Nella notte di domenica 6 luglio la compagnia italiana di software Hacking Team ha subito un attacco informatico: molti tra i clienti della compagnia hanno visto le loro fatture e email personali trapelare sulla rete, il che ha causato molte proteste, soprattutto da parte di attivisti per i diritti umani e per la privacy.
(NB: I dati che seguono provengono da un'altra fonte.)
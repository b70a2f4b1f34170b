//! Error types for bundle partitioning.

use ratedata_types::TimestampError;
use thiserror::Error;

/// Errors that abort the partitioning of a bundle.
#[derive(Error, Debug)]
pub enum PartitionError {
    /// A required column is absent from the header.
    ///
    /// The bundle does not have the expected layout; no record can be read.
    #[error("Missing column {column:?} in bundle header")]
    MissingColumn {
        /// Name of the missing column.
        column: &'static str,
    },

    /// A record could not be turned into a tick.
    #[error("Malformed record at line {line}: {reason}")]
    MalformedRecord {
        /// 1-based line number in the bundle.
        line: u64,
        /// Why the record was rejected.
        reason: MalformedReason,
    },

    /// Reading the bundle failed.
    #[error("I/O error: {0}")]
    Io(#[from] std::io::Error),
}

impl PartitionError {
    /// Returns true if the bundle layout itself is wrong, as opposed to one record.
    #[must_use]
    pub const fn is_missing_column(&self) -> bool {
        matches!(self, Self::MissingColumn { .. })
    }
}

/// Why a record was rejected.
#[derive(Error, Debug, Clone, PartialEq, Eq)]
pub enum MalformedReason {
    /// The record's field count disagrees with the header.
    #[error("expected {expected} fields, found {found}")]
    FieldCount {
        /// Number of header columns.
        expected: usize,
        /// Number of fields in the record.
        found: usize,
    },

    /// The timestamp matches neither accepted encoding.
    #[error(transparent)]
    Timestamp(#[from] TimestampError),

    /// The record could not be decoded.
    #[error("{0}")]
    Decode(String),
}

impl From<csv::Error> for PartitionError {
    fn from(err: csv::Error) -> Self {
        let line = err.position().map_or(0, csv::Position::line);
        let message = err.to_string();
        match err.into_kind() {
            csv::ErrorKind::Io(e) => Self::Io(e),
            _ => Self::MalformedRecord {
                line,
                reason: MalformedReason::Decode(message),
            },
        }
    }
}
Dalle informazioni trapelate risulta che Hacking Team ha venduto software a regimi repressivi come il Sudan e l’Etiopia, che li hanno poi utilizzati per spiare attivisti e giornalisti che si occupano di diritti umani impegnati nel tentativo di rivelare gli abusi del governo.
Commercio illegale?
CILD, la Coalizione Italiana Libertà e Diritti civili, ha chiesto al governo italiano chiarimenti sulla situazione e soprattutto di spiegare se la compagnia fosse autorizzata ad esportare i suoi prodotti violando gli accordi internazionali e l’embargo ONU contro il Sudan.
Il giorno dell'attacco CILD ha inviato una serie di domande ai Ministri degli Esteri e dello Sviluppo Economico chiedendo loro di chiarire la loro posizione e i criteri di valutazione relativi alle licenze per le esportazioni.
Nessuna risposta
CILD sta realizzando da tempo una ricerca sul tema con Privacy International e l’organizzazione britannica aveva già presentato le stesse domande lo scorso anno, senza ricevere alcuna risposta.
Da un rapporto del 2014 risulta che nel 2007 la Regione Lombardia aveva finanziato il capitale di rischio di Hacking Team. Lo scorso anno, il governatore della Lombardia ha ricevuto una richiesta di chiarimento da parte di Privacy International, ma non ha mai risposto.